## Problem formulation

## Basic ARMA model

Basic ARMA(p, q) model can be presented as:
    \begin{equation}
    x_t = \mu + \varepsilon_t +  \sum_{i=1}^p \phi_i x_{t-i} + \sum_{i=1}^q \theta_i e_{t-i}
    \end{equation}
where $\varepsilon_i$ are error terms which are expected to form a white noise process (i.e. are independent identically distributed random variables with $\varepsilon_i \sim N(0, \sigma^2)$).
The key obstacle in analysing and fitting an ARMA model is that error terms $\varepsilon_i$ are not observable, nor can they be simply calculated as it is in case of, for example, linear regression ($\varepsilon = Y - \alpha - \beta X$).
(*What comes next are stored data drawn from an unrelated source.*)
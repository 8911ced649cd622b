use thiserror::Error;

#[derive(Debug, Error, PartialEq, Eq)]
pub enum PathError {
    #[error("entry name is empty")]
    Empty,
    #[error("path contains unsupported component: {0}")]
    UnsupportedComponent(String),
}

/// Name used for a repository bound to the Disk root.
pub const ROOT_DISPLAY_NAME: &str = "disk";

/// Splits a logical path like `Projects//notes/` into its non-empty
/// segments. `.` and `..` are refused rather than interpreted.
pub fn logical_segments(path: &str) -> Result<Vec<&str>, PathError> {
    path.split('/')
        .filter(|segment| !segment.is_empty())
        .map(|segment| match segment {
            "." | ".." => Err(PathError::UnsupportedComponent(segment.to_string())),
            other => Ok(other),
        })
        .collect()
}

/// Canonical `/a/b` form of a logical path, as stored in the marker.
pub fn normalize_logical(path: &str) -> Result<String, PathError> {
    Ok(format!("/{}", logical_segments(path)?.join("/")))
}

pub fn display_name(path: &str) -> Result<String, PathError> {
    Ok(logical_segments(path)?
        .last()
        .map(|segment| segment.to_string())
        .unwrap_or_else(|| ROOT_DISPLAY_NAME.to_string()))
}

/// Appends one entry name to a remote folder path (`disk:/` or `disk:/a`).
pub fn join_remote(parent: &str, name: &str) -> Result<String, PathError> {
    if name.is_empty() {
        return Err(PathError::Empty);
    }
    if name.contains('/') || name == "." || name == ".." {
        return Err(PathError::UnsupportedComponent(name.to_string()));
    }
    if parent.ends_with('/') {
        Ok(format!("{parent}{name}"))
    } else {
        Ok(format!("{parent}/{name}"))
    }
}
The equation above 
    \begin{equation}
    \varepsilon_t = x_t - (\mu + \sum_{i=1}^p \phi_i x_{t-i} + \sum_{i=1}^q \theta_i e_{t-i})
    \end{equation}
essencially makes $\varepsilon_t$ a function of $\{\varepsilon_{t-1}...\varepsilon_{t-p}\}$ which, in turn, can only be calculated recursivelly through previous values of $\varepsilon$.

## Likelihood function

In order to fit the model to available data $X_n = \{X_1, ..., X_n\}$ and find optimal parameters $\mu, \sigma, \phi,  \theta$ we need to maximize the likelihood function, which means to find a set of parameters, for which the joint probability of $\{X_1, ..., X_n\}$ is the highest:
    \begin{equation}
    L = f(X_n | \mu, \sigma, \phi,  \theta)
    \end{equation}
which is, from what we know of conditional probabilities, equivalent to:
    \begin{equation}
    L = \prod_{i=1}^n f(X_i | X_{i-1}, \mu, \sigma, \phi,  \theta)
    \end{equation}
or
    \begin{equation}
    l = \ln(L) = \sum_{i=1}^n f(X_i | X_{i-1}, \mu, \sigma, \phi,  \theta)
    \end{equation}
If we assume that the errors $\varepsilon$ are Gaussian then $x_t$ are also expected to be Gaussian as a linear combination of $\varepsilon$, $x_0$ and some fixed model parameters. Which means that:
    \begin{equation}
    l = \sum_{i=1}^n -\frac{1}{2} \big( \ln(2\pi|F_i|) + \nu_i F_i^{-1}\nu_i \big) 
    \end{equation}
where
    \begin{equation}
    \nu_t = x_t - E(x_t|x_1...x_{t-1}) \quad and \quad F_t = E(\nu_t \nu_t' |x_1...x_{t-1}).
    \end{equation}

# State space representation



The problem can be reformulated in matrix form using a state space representation with $m$-dimensional vectors $\alpha_t$ such that:
    \begin{equation}
    \alpha_t^i = \phi_i x_{t-1} + \alpha_{t-1}^{i+1} + \theta_{i-1} \varepsilon_t
    \end{equation}
where $m = \max(p, q+1)$ and where the coefficients $\phi_i$ for $p<i\le m$ and $\theta_i$ for $q<i\le m$ are assumed to be $0$ and $\theta_0 = 1$.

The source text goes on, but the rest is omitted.